I might be old fashioned but longer days get more done and that simply compounds up over time. The maths works. Yes the puppies will say it’s how you work, not the hours you work, it’s the culture that creates performance. In my experience these are people suffering cognitive dissonance. Yes culture is important, hard working, goal driven, accountable cultures like spoacex, amazon and salesforce. That shit works.

The puppies are busy convincing themselves the world is different now and we can casually, and with low pressure, survive and thrive. Some sort of work life balance that also comes conveniently with success.

Nope. Never seen that before. Doesn’t exist.

Constantly I was having the conversation with myself that this environment isn’t going to manufacture success for the majority of these people. Holistically, if people are starting work late and then finishing early to attend a community ‘gatho’ or vendor ‘promo’ event then there is repeat inefficiency. I’m not naive, some people work at night but I also know these people are a clear minority.

I know these communities are designed to make you feel a part of something bigger than your tiny venture, fill that gap. I can see the merits. Maybe it shifts you up the learning curve sitting in on a vendor sale pitch disguised as training. I’m not sure but I’m certainly skeptical. My alternative is 5 minutes on Youtube or maybe a podcast on the trip home. Learn smarter and fast.

The cost is that instead of just getting stuff done to create your success, to manufacture your luck, you were being distracted by stuff not explicitly part of tasks driving your goals.

I decided it was time to reduce our staffs exposure. I’d decided the environment and culture had a performance toxicity.

The last straw for me was seeing a wework sales staffer drinking coffee through a straw. Perplexed and concerned that I was missing out on something (my inner voice said don’t ask, you won’t like the answer), I naively asked why? “It stops my teeth going brown”, she said.
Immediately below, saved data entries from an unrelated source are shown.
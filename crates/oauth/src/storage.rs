use std::{
    io::Write,
    path::{Path, PathBuf},
};

use {anyhow::Context, tempfile::NamedTempFile};

use crate::types::TokenRecord;

/// File-backed store for the single token record.
///
/// Each save writes a uniquely named temp file next to the target and renames
/// it over the old record, so readers only ever see a complete file. On Unix
/// the file is owner read/write only. Concurrent saves each publish a whole
/// record; the last rename wins.
#[derive(Debug, Clone)]
pub struct TokenStore {
    path: PathBuf,
}

impl TokenStore {
    pub fn new(path: impl Into<PathBuf>) -> Self {
        Self { path: path.into() }
    }

    pub fn path(&self) -> &Path {
        &self.path
    }

    /// The token path made absolute against the current directory, without
    /// resolving symlinks. This is what consumers of the file are told.
    pub fn absolute_path(&self) -> anyhow::Result<PathBuf> {
        std::path::absolute(&self.path)
            .with_context(|| format!("cannot make {} absolute", self.path.display()))
    }

    pub fn load(&self) -> anyhow::Result<Option<TokenRecord>> {
        let content = match std::fs::read_to_string(&self.path) {
            Ok(c) => c,
            Err(e) if e.kind() == std::io::ErrorKind::NotFound => return Ok(None),
            Err(e) => {
                return Err(e).with_context(|| format!("failed to read {}", self.path.display()));
            },
        };
        let record = serde_json::from_str(&content)
            .with_context(|| format!("invalid token record in {}", self.path.display()))?;
        Ok(Some(record))
    }

    pub fn save(&self, record: &TokenRecord) -> anyhow::Result<()> {
        let dir = match self.path.parent() {
            Some(parent) if !parent.as_os_str().is_empty() => parent,
            _ => Path::new("."),
        };
        std::fs::create_dir_all(dir)
            .with_context(|| format!("failed to create {}", dir.display()))?;

        let json = serde_json::to_string_pretty(record)?;
        let mut tmp = NamedTempFile::new_in(dir)
            .with_context(|| format!("failed to create a temp file in {}", dir.display()))?;
        tmp.write_all(json.as_bytes())
            .with_context(|| format!("failed to write {}", tmp.path().display()))?;

        #[cfg(unix)]
        {
            use std::os::unix::fs::PermissionsExt;
            tmp.as_file()
                .set_permissions(std::fs::Permissions::from_mode(0o600))
                .with_context(|| {
                    format!("failed to restrict permissions on {}", tmp.path().display())
                })?;
        }

        tmp.persist(&self.path)
            .with_context(|| format!("failed to replace {}", self.path.display()))?;

        tracing::info!(path = %self.path.display(), "token record saved");
        Ok(())
    }
}

#[cfg(test)]
mod tests {
    use {
        super::*,
        crate::types::{OAuthConfig, TokenResponse},
        hcauth_config::{ClientCredentials, ProviderEndpoints},
    };

    fn record(access_token: &str, timestamp: f64) -> TokenRecord {
        let config = OAuthConfig::from_credentials(
            &ClientCredentials::new("client-1", "secret-1", "Monitor"),
            &ProviderEndpoints::default(),
        );
        let resp: TokenResponse = serde_json::from_value(serde_json::json!({
            "access_token": access_token,
            "refresh_token": "rt",
            "expires_in": 86400,
        }))
        .unwrap();
        TokenRecord::new(resp, &config, timestamp)
    }

    #[test]
    fn test_load_missing_is_none() {
        let tmp = tempfile::tempdir().unwrap();
        let store = TokenStore::new(tmp.path().join("token.json"));
        assert!(store.load().unwrap().is_none());
    }

    #[test]
    fn test_save_then_load() {
        let tmp = tempfile::tempdir().unwrap();
        let store = TokenStore::new(tmp.path().join("token.json"));
        store.save(&record("at-1", 10.0)).unwrap();

        let loaded = store.load().unwrap().unwrap();
        assert_eq!(loaded.access_token, "at-1");
        assert_eq!(loaded.client_secret, "secret-1");
        assert_eq!(loaded.refresh_token(), Some("rt"));
        let names: Vec<_> = std::fs::read_dir(tmp.path())
            .unwrap()
            .map(|e| e.unwrap().file_name())
            .collect();
        assert_eq!(names, vec![std::ffi::OsString::from("token.json")]);
    }

    #[test]
    fn test_save_overwrites_previous_record() {
        let tmp = tempfile::tempdir().unwrap();
        let store = TokenStore::new(tmp.path().join("token.json"));
        store.save(&record("first", 1.0)).unwrap();
        store.save(&record("second", 2.0)).unwrap();

        let raw = std::fs::read_to_string(store.path()).unwrap();
        let value: serde_json::Value = serde_json::from_str(&raw).unwrap();
        assert_eq!(value["access_token"], "second");
        assert_eq!(value["timestamp"], 2.0);
        assert!(!raw.contains("first"));
    }

    #[test]
    fn test_save_creates_parent_dirs() {
        let tmp = tempfile::tempdir().unwrap();
        let store = TokenStore::new(tmp.path().join("token/token.json"));
        store.save(&record("at", 1.0)).unwrap();
        assert!(store.path().is_file());
    }

    #[cfg(unix)]
    #[test]
    fn test_saved_file_is_owner_only() {
        use std::os::unix::fs::PermissionsExt;

        let tmp = tempfile::tempdir().unwrap();
        let path = tmp.path().join("token.json");
        std::fs::write(&path, "{}").unwrap();
        std::fs::set_permissions(&path, std::fs::Permissions::from_mode(0o666)).unwrap();

        TokenStore::new(&path).save(&record("at", 1.0)).unwrap();
        let mode = std::fs::metadata(&path).unwrap().permissions().mode();
        assert_eq!(mode & 0o777, 0o600);
    }

    #[test]
    fn test_concurrent_saves_publish_whole_records() {
        let tmp = tempfile::tempdir().unwrap();
        let store = TokenStore::new(tmp.path().join("token.json"));

        std::thread::scope(|scope| {
            for i in 0..8 {
                let store = &store;
                scope.spawn(move || {
                    for round in 0..10 {
                        store
                            .save(&record(&format!("at-{i}-{round}"), f64::from(round)))
                            .unwrap();
                    }
                });
            }
        });

        let loaded = store.load().unwrap().unwrap();
        assert!(loaded.access_token.starts_with("at-"));
        assert_eq!(std::fs::read_dir(tmp.path()).unwrap().count(), 1);
    }

    #[test]
    fn test_load_invalid_json_errors() {
        let tmp = tempfile::tempdir().unwrap();
        let path = tmp.path().join("token.json");
        std::fs::write(&path, "not json").unwrap();
        assert!(TokenStore::new(&path).load().is_err());
    }

    #[test]
    fn test_absolute_path() {
        let store = TokenStore::new("token.json");
        let abs = store.absolute_path().unwrap();
        assert!(abs.is_absolute());
        assert!(abs.ends_with("token.json"));
    }
}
So, I told my staff that the wework business model won’t survive because it is dependent on a lot of tenants who won’t survive when VC/IPO money drys up in a couple of years. I was blunt and judgemental off the situation. Frankly, that’s needed in a laissez-faire situation like we were in. I said startups that survive ‘mostly’ wont be at places like this. They will literally be in garages, at their apartments, at universities where rent is free or incubators paid for by someone else – usually tech giants.

I mentioned this is a lease receivables nightmare in waiting for WeWork and that the culture here is too casual and we pay a premium for that to influence us in the wrong direction.

What wework founders aren’t understanding is the dynamics of “Black Swan” events. They need to read Nassim Nicholas Taleb. Essentially they are going up the stairs with higher rent premiums but will fall down the elevator shaft when the downturn arrives. WeWork are taking credit risk on the least survivable slice of the tenancy market for a premium – startups and temporary gig economy staff.

The gotcha in the model is that if this premium is still causing losses in the good times right now then how will it save them in a downturn. I dont think it stacks up. All their puppies are about to be eaten by the lions in the looming recession or starve slowly in the coming investor drought. It’s no surprise WeWork is desperate for an IPO.

The co-working space as an industry is thick with playpens to pick from and when the economy slows it’s easy to cut the rent and work from home. Their tenants are mostly digital businesses. There’s many factors weighing against WeWork, including some dubious founder activity at the top of their organisation but I will let others more thoroughly researched elaborate on this topic.

In this coming downturn I think they will fail.

p.s. I do have empathy for some of the wework staff there. There was a couple of very nice people on the front desk, always very helpful and polite.